### Problem details
Take each line of the data that contains the string "PartialEq" and copy it.

Collected data entries
//! Wordle Game - CLI
//!
//! Play Wordle in the terminal, either in a full-screen TUI or line by line.

use anyhow::{Context, Result};
use clap::{Parser, Subcommand};
use wordle_game::{
    commands::run_simple,
    core::Word,
    game::{DEFAULT_ROWS, Game, GameConfig},
    interactive::{App, run_tui},
    wordlists::{
        AnswerSource, Dictionary, FixedWordSource, RandomWordSource,
        loader::{embedded, load_from_file},
    },
};

#[derive(Parser)]
#[command(
    name = "wordle_game",
    about = "Guess the hidden five-letter word",
    version,
    author
)]
struct Cli {
    #[command(subcommand)]
    command: Option<Commands>,

    /// Wordlist: 'embedded' (default) or path to a newline-separated file
    #[arg(short = 'w', long, global = true, default_value = "embedded")]
    wordlist: String,

    /// Number of guess rows
    #[arg(short, long, global = true, default_value_t = DEFAULT_ROWS)]
    rows: usize,

    /// Seed for a reproducible sequence of answers
    #[arg(short, long, global = true)]
    seed: Option<u64>,

    /// Play a fixed answer instead of a random one
    #[arg(long, global = true, conflicts_with = "seed")]
    answer: Option<String>,
}

#[derive(Subcommand)]
enum Commands {
    /// Interactive TUI mode (default)
    Play,

    /// Simple line-by-line mode without TUI
    Simple,
}

/// Load the dictionary selected by the -w flag
fn load_dictionary(wordlist: &str) -> Result<Dictionary> {
    match wordlist {
        "embedded" => embedded().context("embedded word list is invalid"),
        path => load_from_file(path).with_context(|| format!("cannot use word list '{path}'")),
    }
}

/// Pick the answer source from --answer / --seed
fn build_source(cli: &Cli, dictionary: Dictionary) -> Result<AnswerSource> {
    if let Some(answer) = &cli.answer {
        let word = Word::new(answer).with_context(|| format!("invalid --answer '{answer}'"))?;
        return Ok(AnswerSource::Fixed(FixedWordSource::single(word)));
    }

    Ok(match cli.seed {
        Some(seed) => AnswerSource::Seeded(RandomWordSource::seeded(dictionary, seed)),
        None => AnswerSource::Random(RandomWordSource::new(dictionary)),
    })
}

fn main() -> Result<()> {
    env_logger::init();
    let cli = Cli::parse();

    let config = GameConfig::new(cli.rows).context("invalid --rows")?;
    let dictionary = load_dictionary(&cli.wordlist)?;
    log::info!("Dictionary ready with {} words", dictionary.len());

    let source = build_source(&cli, dictionary)?;
    let mut game = Game::new(config, source);

    // Default to Play mode if no command given
    match cli.command.unwrap_or(Commands::Play) {
        Commands::Play => run_tui(App::new(game)),
        Commands::Simple => run_simple(&mut game),
    }
}
//! Letters and five-letter words
//!
//! A `Letter` is a single uppercase ASCII character. A `Word` is exactly
//! `WORD_LENGTH` letters, normalized to uppercase on construction.

use std::fmt;

/// Number of letters in every word and columns in every board row
pub const WORD_LENGTH: usize = 5;

/// A single uppercase letter `A`-`Z`
#[derive(Debug, Clone, Copy, PartialEq, Eq, Hash, PartialOrd, Ord)]
pub struct Letter(u8);

impl Letter {
    /// Accept a character as a board letter
    ///
    /// Only uppercase ASCII `A`-`Z` is accepted. Lowercase input is rejected;
    /// callers that read raw keys are expected to uppercase first.
    ///
    /// # Examples
    /// ```
    /// use wordle_game::core::Letter;
    ///
    /// assert_eq!(Letter::new('Q').map(Letter::as_char), Some('Q'));
    /// assert!(Letter::new('q').is_none());
    /// assert!(Letter::new('1').is_none());
    /// ```
    #[inline]
    #[must_use]
    pub const fn new(ch: char) -> Option<Self> {
        if ch.is_ascii_uppercase() {
            Some(Self(ch as u8))
        } else {
            None
        }
    }

    #[inline]
    #[must_use]
    pub const fn as_char(self) -> char {
        self.0 as char
    }

}

impl fmt::Display for Letter {
    fn fmt(&self, f: &mut fmt::Formatter<'_>) -> fmt::Result {
        write!(f, "{}", self.as_char())
    }
}

/// A five-letter word, stored uppercase
#[derive(Debug, Clone, PartialEq, Eq, Hash)]
pub struct Word {
    text: String,
    letters: [Letter; WORD_LENGTH],
}

/// Error type for invalid words
#[derive(Debug, Clone, PartialEq, Eq)]
pub enum WordError {
    InvalidLength(usize),
    NonAscii,
    InvalidCharacters,
}

impl fmt::Display for WordError {
    fn fmt(&self, f: &mut fmt::Formatter<'_>) -> fmt::Result {
        match self {
            Self::InvalidLength(len) => {
                write!(f, "Word must be exactly {WORD_LENGTH} letters, got {len}")
            }
            Self::NonAscii => write!(f, "Word must contain only ASCII letters"),
            Self::InvalidCharacters => write!(f, "Word contains invalid characters"),
        }
    }
}

impl std::error::Error for WordError {}

impl Word {
    /// Create a new Word from a string, normalizing it to uppercase
    ///
    /// # Errors
    /// Returns `WordError` if:
    /// - Length is not exactly 5
    /// - Contains non-ASCII characters
    /// - Contains non-alphabetic characters
    ///
    /// # Examples
    /// ```
    /// use wordle_game::core::Word;
    ///
    /// let word = Word::new("crane").unwrap();
    /// assert_eq!(word.text(), "CRANE");
    ///
    /// assert!(Word::new("too long").is_err());
    /// assert!(Word::new("sh0rt").is_err());
    /// ```
    pub fn new(text: impl AsRef<str>) -> Result<Self, WordError> {
        let text = text.as_ref();

        if text.len() != WORD_LENGTH {
            return Err(WordError::InvalidLength(text.len()));
        }

        if !text.is_ascii() {
            return Err(WordError::NonAscii);
        }

        let text = text.to_ascii_uppercase();

        let letters: Vec<Letter> = text
            .chars()
            .map(Letter::new)
            .collect::<Option<_>>()
            .ok_or(WordError::InvalidCharacters)?;
        let letters = letters
            .try_into()
            .map_err(|_| WordError::InvalidLength(text.len()))?;

        Ok(Self { text, letters })
    }

    /// Get the word as an uppercase string slice
    #[inline]
    #[must_use]
    pub fn text(&self) -> &str {
        &self.text
    }

    #[inline]
    #[must_use]
    pub const fn letters(&self) -> &[Letter; WORD_LENGTH] {
        &self.letters
    }

    /// Get the letter at a specific position (0-4)
    ///
    /// # Panics
    /// Panics if position >= 5
    #[inline]
    #[must_use]
    pub const fn letter_at(&self, position: usize) -> Letter {
        self.letters[position]
    }

    /// Check if the word contains a specific letter anywhere
    #[inline]
    #[must_use]
    pub fn contains(&self, letter: Letter) -> bool {
        self.letters.contains(&letter)
    }
}

impl fmt::Display for Word {
    fn fmt(&self, f: &mut fmt::Formatter<'_>) -> fmt::Result {
        write!(f, "{}", self.text)
    }
}

#[cfg(test)]
mod tests {
    use super::*;

    fn letter(ch: char) -> Letter {
        Letter::new(ch).unwrap()
    }

    #[test]
    fn letter_accepts_only_uppercase() {
        assert_eq!(letter('A').as_char(), 'A');
        assert_eq!(letter('Z').as_char(), 'Z');
        assert!(Letter::new('a').is_none());
        assert!(Letter::new('@').is_none());
        assert!(Letter::new('[').is_none());
        assert!(Letter::new('É').is_none());
        assert!(Letter::new(' ').is_none());
    }

    #[test]
    fn word_creation_valid() {
        let word = Word::new("CRANE").unwrap();
        assert_eq!(word.text(), "CRANE");
        assert_eq!(word.letter_at(0), letter('C'));
        assert_eq!(word.letter_at(4), letter('E'));
    }

    #[test]
    fn word_creation_lowercase_normalized() {
        assert_eq!(Word::new("crane").unwrap().text(), "CRANE");
        assert_eq!(Word::new("CrAnE").unwrap().text(), "CRANE");
    }

    #[test]
    fn word_creation_invalid_length() {
        assert!(matches!(
            Word::new("too long"),
            Err(WordError::InvalidLength(8))
        ));
        assert!(matches!(
            Word::new("shrt"),
            Err(WordError::InvalidLength(4))
        ));
        assert!(matches!(Word::new(""), Err(WordError::InvalidLength(0))));
    }

    #[test]
    fn word_creation_invalid_characters() {
        assert_eq!(Word::new("cran3"), Err(WordError::InvalidCharacters));
        assert_eq!(Word::new("cran "), Err(WordError::InvalidCharacters));
        assert_eq!(Word::new("cran!"), Err(WordError::InvalidCharacters));
    }

    #[test]
    fn word_creation_non_ascii() {
        // Three-byte character keeps the byte length at five
        assert_eq!(Word::new("ab€"), Err(WordError::NonAscii));
    }

    #[test]
    fn word_creation_skips_unicode_case_mapping() {
        // Full Unicode uppercasing would turn this into "SSTAR"
        assert_eq!(Word::new("ßtar"), Err(WordError::NonAscii));
        assert_eq!(Word::new("ıtems"), Err(WordError::InvalidLength(6)));
    }

    #[test]
    fn word_contains() {
        let word = Word::new("crane").unwrap();
        assert!(word.contains(letter('C')));
        assert!(word.contains(letter('E')));
        assert!(!word.contains(letter('T')));
        assert!(!word.contains(letter('Z')));
    }

    #[test]
    fn word_display() {
        let word = Word::new("crane").unwrap();
        assert_eq!(format!("{word}"), "CRANE");
    }
}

### Answer to this exercise
#[derive(Debug, Clone, Copy, PartialEq, Eq, Hash, PartialOrd, Ord)]
#[derive(Debug, Clone, PartialEq, Eq, Hash)]
#[derive(Debug, Clone, PartialEq, Eq)]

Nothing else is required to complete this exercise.